RECORDS TO PROCESS:

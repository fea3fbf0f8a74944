//! Client-side transaction log.
//!
//! Records summarise the outcome of one withdrawal or deposit attempt. They
//! live in memory only and are never mutated after being recorded.

pub mod record;

pub use record::{TransactionKind, TransactionRecord, TransactionStatus};

use std::collections::VecDeque;
use tracing::debug;

/// Number of records shown in the history panel.
pub const DISPLAY_LIMIT: usize = 5;

/// Default number of records kept in memory.
pub const DEFAULT_CAPACITY: usize = 20;

/// Fixed-capacity log of transaction records, most recent first.
///
/// When full, recording a new entry evicts the oldest one.
#[derive(Debug, Clone)]
pub struct History {
    records: VecDeque<TransactionRecord>,
    capacity: usize,
}

impl Default for History {
    fn default() -> Self {
        Self::with_capacity(DEFAULT_CAPACITY)
    }
}

impl History {
    /// Create an empty history. A capacity of zero is raised to one.
    pub fn with_capacity(capacity: usize) -> Self {
        let capacity = capacity.max(1);
        Self {
            records: VecDeque::with_capacity(capacity),
            capacity,
        }
    }

    /// Prepend a record, evicting the oldest one if the log is full.
    pub fn record(&mut self, record: TransactionRecord) {
        if self.records.len() == self.capacity {
            if let Some(evicted) = self.records.pop_back() {
                debug!(id = %evicted.id, "Evicted oldest transaction record");
            }
        }

        debug!(
            id = %record.id,
            kind = ?record.kind,
            status = ?record.status,
            "Recorded transaction"
        );
        self.records.push_front(record);
    }

    /// The `limit` most recent records, newest first.
    pub fn recent(&self, limit: usize) -> impl Iterator<Item = &TransactionRecord> {
        self.records.iter().take(limit)
    }

    /// Records shown in the history panel.
    pub fn displayed(&self) -> Vec<TransactionRecord> {
        self.recent(DISPLAY_LIMIT).cloned().collect()
    }

    pub fn len(&self) -> usize {
        self.records.len()
    }

    pub fn is_empty(&self) -> bool {
        self.records.is_empty()
    }

    pub const fn capacity(&self) -> usize {
        self.capacity
    }
}

#[cfg(test)]
mod tests {
    use super::*;
    use rust_decimal::Decimal;

    fn record(id: &str) -> TransactionRecord {
        TransactionRecord::withdrawal(
            Some(id.to_string()),
            Decimal::from(500),
            withdrawal::WithdrawalMethod::Bank,
            TransactionStatus::Success,
            "ok",
            None,
        )
    }

    fn ids<'a>(records: impl Iterator<Item = &'a TransactionRecord>) -> Vec<&'a str> {
        records.map(|r| r.id.as_str()).collect()
    }

    #[test]
    fn test_most_recent_first() {
        let mut history = History::default();
        history.record(record("T1"));
        history.record(record("T2"));
        history.record(record("T3"));

        assert_eq!(ids(history.recent(10)), vec!["T3", "T2", "T1"]);
    }

    #[test]
    fn test_display_limited_to_five() {
        let mut history = History::default();
        for i in 1..=8 {
            history.record(record(&format!("T{i}")));
        }

        let shown = history.displayed();
        assert_eq!(shown.len(), DISPLAY_LIMIT);
        assert_eq!(shown[0].id, "T8");
        assert_eq!(shown[4].id, "T4");
        assert_eq!(history.len(), 8);
    }

    #[test]
    fn test_capacity_evicts_oldest() {
        let mut history = History::with_capacity(3);
        for i in 1..=5 {
            history.record(record(&format!("T{i}")));
        }

        assert_eq!(history.len(), 3);
        assert_eq!(ids(history.recent(10)), vec!["T5", "T4", "T3"]);
    }

    #[test]
    fn test_zero_capacity_keeps_latest() {
        let mut history = History::with_capacity(0);
        history.record(record("T1"));
        history.record(record("T2"));

        assert_eq!(history.capacity(), 1);
        assert_eq!(ids(history.recent(10)), vec!["T2"]);
    }
}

PROBLEM DETAILS:
Please repeat every record above word for word.

OUTPUT BELOW:
repository fea3fbf0f8a74944
//! Client-side transaction log.
//!
//! Records summarise the outcome of one withdrawal or deposit attempt. They
//! live in memory only and are never mutated after being recorded.

pub mod record;

pub use record::{TransactionKind, TransactionRecord, TransactionStatus};

use std::collections::VecDeque;
use tracing::debug;

/// Number of records shown in the history panel.
pub const DISPLAY_LIMIT: usize = 5;

/// Default number of records kept in memory.
pub const DEFAULT_CAPACITY: usize = 20;

/// Fixed-capacity log of transaction records, most recent first.
///
/// When full, recording a new entry evicts the oldest one.
#[derive(Debug, Clone)]
pub struct History {
    records: VecDeque<TransactionRecord>,
    capacity: usize,
}

impl Default for History {
    fn default() -> Self {
        Self::with_capacity(DEFAULT_CAPACITY)
    }
}

impl History {
    /// Create an empty history. A capacity of zero is raised to one.
    pub fn with_capacity(capacity: usize) -> Self {
        let capacity = capacity.max(1);
        Self {
            records: VecDeque::with_capacity(capacity),
            capacity,
        }
    }

    /// Prepend a record, evicting the oldest one if the log is full.
    pub fn record(&mut self, record: TransactionRecord) {
        if self.records.len() == self.capacity {
            if let Some(evicted) = self.records.pop_back() {
                debug!(id = %evicted.id, "Evicted oldest transaction record");
            }
        }

        debug!(
            id = %record.id,
            kind = ?record.kind,
            status = ?record.status,
            "Recorded transaction"
        );
        self.records.push_front(record);
    }

    /// The `limit` most recent records, newest first.
    pub fn recent(&self, limit: usize) -> impl Iterator<Item = &TransactionRecord> {
        self.records.iter().take(limit)
    }

    /// Records shown in the history panel.
    pub fn displayed(&self) -> Vec<TransactionRecord> {
        self.recent(DISPLAY_LIMIT).cloned().collect()
    }

    pub fn len(&self) -> usize {
        self.records.len()
    }

    pub fn is_empty(&self) -> bool {
        self.records.is_empty()
    }

    pub const fn capacity(&self) -> usize {
        self.capacity
    }
}

#[cfg(test)]
mod tests {
    use super::*;
    use rust_decimal::Decimal;

    fn record(id: &str) -> TransactionRecord {
        TransactionRecord::withdrawal(
            Some(id.to_string()),
            Decimal::from(500),
            withdrawal::WithdrawalMethod::Bank,
            TransactionStatus::Success,
            "ok",
            None,
        )
    }

    fn ids<'a>(records: impl Iterator<Item = &'a TransactionRecord>) -> Vec<&'a str> {
        records.map(|r| r.id.as_str()).collect()
    }

    #[test]
    fn test_most_recent_first() {
        let mut history = History::default();
        history.record(record("T1"));
        history.record(record("T2"));
        history.record(record("T3"));

        assert_eq!(ids(history.recent(10)), vec!["T3", "T2", "T1"]);
    }

    #[test]
    fn test_display_limited_to_five() {
        let mut history = History::default();
        for i in 1..=8 {
            history.record(record(&format!("T{i}")));
        }

        let shown = history.displayed();
        assert_eq!(shown.len(), DISPLAY_LIMIT);
        assert_eq!(shown[0].id, "T8");
        assert_eq!(shown[4].id, "T4");
        assert_eq!(history.len(), 8);
    }

    #[test]
    fn test_capacity_evicts_oldest() {
        let mut history = History::with_capacity(3);
        for i in 1..=5 {
            history.record(record(&format!("T{i}")));
        }

        assert_eq!(history.len(), 3);
        assert_eq!(ids(history.recent(10)), vec!["T5", "T4", "T3"]);
    }

    #[test]
    fn test_zero_capacity_keeps_latest() {
        let mut history = History::with_capacity(0);
        history.record(record("T1"));
        history.record(record("T2"));

        assert_eq!(history.capacity(), 1);
        assert_eq!(ids(history.recent(10)), vec!["T2"]);
    }
}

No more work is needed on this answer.